Top of SUPPLIED DATA

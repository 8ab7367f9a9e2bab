use serde::Serialize;

use crate::models::Language;

#[derive(Debug, Serialize)]
#[serde(rename_all = "camelCase")]
pub struct Labels {
    pub app_name: &'static str,
    pub app_tagline: &'static str,
    pub option: &'static str,
    pub ai_analysis_label: &'static str,
    pub analysis_title: &'static str,
    pub detected: &'static str,
    pub flower_language_label: &'static str,
    pub blessing_label: &'static str,
    pub flower_selection: &'static str,
    pub palette: &'static str,
    pub generating_image: &'static str,
    pub designing_arrangement: &'static str,
    pub error_generic: &'static str,
    pub input_required: &'static str,
}

static EN: Labels = Labels {
    app_name: "Floral Harmony",
    app_tagline: "Find the perfect bloom for every moment.",
    option: "Option",
    ai_analysis_label: "AI Analysis",
    analysis_title: "Your Floral Story",
    detected: "Detected",
    flower_language_label: "Language of Flowers",
    blessing_label: "Blessing",
    flower_selection: "Flower Selection",
    palette: "Palette",
    generating_image: "Generating preview...",
    designing_arrangement: "Designing your arrangement...",
    error_generic: "Something went wrong while creating your arrangement. Please try again.",
    input_required: "Describe your occasion or upload a photo first.",
};

static ZH: Labels = Labels {
    app_name: "花语和鸣",
    app_tagline: "为每个时刻找到最美的花。",
    option: "方案",
    ai_analysis_label: "AI 分析",
    analysis_title: "你的花艺故事",
    detected: "识别到",
    flower_language_label: "花语",
    blessing_label: "祝福语",
    flower_selection: "花材清单",
    palette: "配色",
    generating_image: "正在生成预览图…",
    designing_arrangement: "正在为你设计花艺…",
    error_generic: "生成花艺方案时出错，请重试。",
    input_required: "请先描述你的需求或上传一张照片。",
};

pub fn labels(language: Language) -> &'static Labels {
    match language {
        Language::En => &EN,
        Language::Zh => &ZH,
    }
}
use base64::Engine;
use bytes::Bytes;
use serde::{Deserialize, Serialize};

#[derive(Debug, Clone, Copy, PartialEq, Eq, Default, Serialize, Deserialize)]
#[serde(rename_all = "lowercase")]
pub enum Language {
    En,
    #[default]
    Zh,
}

impl Language {
    /// Instruction appended as the last content part of every analysis request.
    pub fn output_directive(self) -> &'static str {
        match self {
            Language::En => " IMPORTANT: Output all content in English.",
            Language::Zh => " IMPORTANT: Output all content in Chinese (Simplified).",
        }
    }

    pub fn toggled(self) -> Self {
        match self {
            Language::En => Language::Zh,
            Language::Zh => Language::En,
        }
    }
}

#[derive(Debug, Clone, Copy, PartialEq, Eq, Default, Serialize, Deserialize)]
#[serde(rename_all = "lowercase")]
pub enum Theme {
    #[default]
    Light,
    Dark,
}

impl Theme {
    pub fn toggled(self) -> Self {
        match self {
            Theme::Light => Theme::Dark,
            Theme::Dark => Theme::Light,
        }
    }
}

/// A reference photo as uploaded by the user.
#[derive(Debug, Clone, PartialEq)]
pub struct ImagePayload {
    pub mime_type: String,
    pub data: Bytes,
}

impl ImagePayload {
    pub fn new(mime_type: impl Into<String>, data: impl Into<Bytes>) -> Self {
        Self { mime_type: mime_type.into(), data: data.into() }
    }

    pub fn to_base64(&self) -> String {
        base64::engine::general_purpose::STANDARD.encode(&self.data)
    }
}

#[derive(Debug, Clone, Default, PartialEq)]
pub struct UserInput {
    pub text: String,
    pub image: Option<ImagePayload>,
}

impl UserInput {
    pub fn new(text: impl Into<String>, image: Option<ImagePayload>) -> Self {
        Self { text: text.into(), image }
    }

    /// At least one of a non-blank text or an image is required.
    pub fn can_submit(&self) -> bool {
        !self.text.trim().is_empty() || self.image.is_some()
    }
}

#[derive(Debug, Serialize, Deserialize, Clone, PartialEq)]
#[serde(rename_all = "camelCase")]
pub struct Suggestion {
    pub title: String,
    pub description: String,
    pub flower_list: Vec<String>,
    pub color_palette: Vec<String>, // hex codes or color names
    pub vibe: String,
    pub flower_language: String,
    pub blessing: String,
}

#[derive(Debug, Serialize, Deserialize, Clone, PartialEq)]
#[serde(rename_all = "camelCase")]
pub struct FloralAnalysisResponse {
    pub analysis: String,
    pub identified_flowers: Vec<String>,
    pub suggestions: Vec<Suggestion>,
}

#[derive(Debug, Serialize, Deserialize, Clone, Copy, PartialEq, Eq)]
#[serde(rename_all = "lowercase")]
pub enum LoadingState {
    Idle,
    Loading,
    Success,
    Error,
}

#[cfg(test)]
pub(crate) fn sample_suggestion(title: &str) -> Suggestion {
    Suggestion {
        title: title.to_string(),
        description: format!("{title} arranged low and loose"),
        flower_list: vec!["Peony".into(), "Eucalyptus".into()],
        color_palette: vec!["#F4C2C2".into(), "#8FBC8F".into(), "#FFFFFF".into()],
        vibe: "Romantic".into(),
        flower_language: "Peony stands for prosperity".into(),
        blessing: "May your days bloom softly".into(),
    }
}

Bottom of SUPPLIED DATA

[DESCRIPTION OF THE TASK]:
I would like you to output every record exactly as written.

[EXERCISE OUTPUT]:
repository 8ab7367f9a9e2bab
use serde::Serialize;

use crate::models::Language;

#[derive(Debug, Serialize)]
#[serde(rename_all = "camelCase")]
pub struct Labels {
    pub app_name: &'static str,
    pub app_tagline: &'static str,
    pub option: &'static str,
    pub ai_analysis_label: &'static str,
    pub analysis_title: &'static str,
    pub detected: &'static str,
    pub flower_language_label: &'static str,
    pub blessing_label: &'static str,
    pub flower_selection: &'static str,
    pub palette: &'static str,
    pub generating_image: &'static str,
    pub designing_arrangement: &'static str,
    pub error_generic: &'static str,
    pub input_required: &'static str,
}

static EN: Labels = Labels {
    app_name: "Floral Harmony",
    app_tagline: "Find the perfect bloom for every moment.",
    option: "Option",
    ai_analysis_label: "AI Analysis",
    analysis_title: "Your Floral Story",
    detected: "Detected",
    flower_language_label: "Language of Flowers",
    blessing_label: "Blessing",
    flower_selection: "Flower Selection",
    palette: "Palette",
    generating_image: "Generating preview...",
    designing_arrangement: "Designing your arrangement...",
    error_generic: "Something went wrong while creating your arrangement. Please try again.",
    input_required: "Describe your occasion or upload a photo first.",
};

static ZH: Labels = Labels {
    app_name: "花语和鸣",
    app_tagline: "为每个时刻找到最美的花。",
    option: "方案",
    ai_analysis_label: "AI 分析",
    analysis_title: "你的花艺故事",
    detected: "识别到",
    flower_language_label: "花语",
    blessing_label: "祝福语",
    flower_selection: "花材清单",
    palette: "配色",
    generating_image: "正在生成预览图…",
    designing_arrangement: "正在为你设计花艺…",
    error_generic: "生成花艺方案时出错，请重试。",
    input_required: "请先描述你的需求或上传一张照片。",
};

pub fn labels(language: Language) -> &'static Labels {
    match language {
        Language::En => &EN,
        Language::Zh => &ZH,
    }
}
use base64::Engine;
use bytes::Bytes;
use serde::{Deserialize, Serialize};

#[derive(Debug, Clone, Copy, PartialEq, Eq, Default, Serialize, Deserialize)]
#[serde(rename_all = "lowercase")]
pub enum Language {
    En,
    #[default]
    Zh,
}

impl Language {
    /// Instruction appended as the last content part of every analysis request.
    pub fn output_directive(self) -> &'static str {
        match self {
            Language::En => " IMPORTANT: Output all content in English.",
            Language::Zh => " IMPORTANT: Output all content in Chinese (Simplified).",
        }
    }

    pub fn toggled(self) -> Self {
        match self {
            Language::En => Language::Zh,
            Language::Zh => Language::En,
        }
    }
}

#[derive(Debug, Clone, Copy, PartialEq, Eq, Default, Serialize, Deserialize)]
#[serde(rename_all = "lowercase")]
pub enum Theme {
    #[default]
    Light,
    Dark,
}

impl Theme {
    pub fn toggled(self) -> Self {
        match self {
            Theme::Light => Theme::Dark,
            Theme::Dark => Theme::Light,
        }
    }
}

/// A reference photo as uploaded by the user.
#[derive(Debug, Clone, PartialEq)]
pub struct ImagePayload {
    pub mime_type: String,
    pub data: Bytes,
}

impl ImagePayload {
    pub fn new(mime_type: impl Into<String>, data: impl Into<Bytes>) -> Self {
        Self { mime_type: mime_type.into(), data: data.into() }
    }

    pub fn to_base64(&self) -> String {
        base64::engine::general_purpose::STANDARD.encode(&self.data)
    }
}

#[derive(Debug, Clone, Default, PartialEq)]
pub struct UserInput {
    pub text: String,
    pub image: Option<ImagePayload>,
}

impl UserInput {
    pub fn new(text: impl Into<String>, image: Option<ImagePayload>) -> Self {
        Self { text: text.into(), image }
    }

    /// At least one of a non-blank text or an image is required.
    pub fn can_submit(&self) -> bool {
        !self.text.trim().is_empty() || self.image.is_some()
    }
}

#[derive(Debug, Serialize, Deserialize, Clone, PartialEq)]
#[serde(rename_all = "camelCase")]
pub struct Suggestion {
    pub title: String,
    pub description: String,
    pub flower_list: Vec<String>,
    pub color_palette: Vec<String>, // hex codes or color names
    pub vibe: String,
    pub flower_language: String,
    pub blessing: String,
}

#[derive(Debug, Serialize, Deserialize, Clone, PartialEq)]
#[serde(rename_all = "camelCase")]
pub struct FloralAnalysisResponse {
    pub analysis: String,
    pub identified_flowers: Vec<String>,
    pub suggestions: Vec<Suggestion>,
}

#[derive(Debug, Serialize, Deserialize, Clone, Copy, PartialEq, Eq)]
#[serde(rename_all = "lowercase")]
pub enum LoadingState {
    Idle,
    Loading,
    Success,
    Error,
}

#[cfg(test)]
pub(crate) fn sample_suggestion(title: &str) -> Suggestion {
    Suggestion {
        title: title.to_string(),
        description: format!("{title} arranged low and loose"),
        flower_list: vec!["Peony".into(), "Eucalyptus".into()],
        color_palette: vec!["#F4C2C2".into(), "#8FBC8F".into(), "#FFFFFF".into()],
        vibe: "Romantic".into(),
        flower_language: "Peony stands for prosperity".into(),
        blessing: "May your days bloom softly".into(),
    }
}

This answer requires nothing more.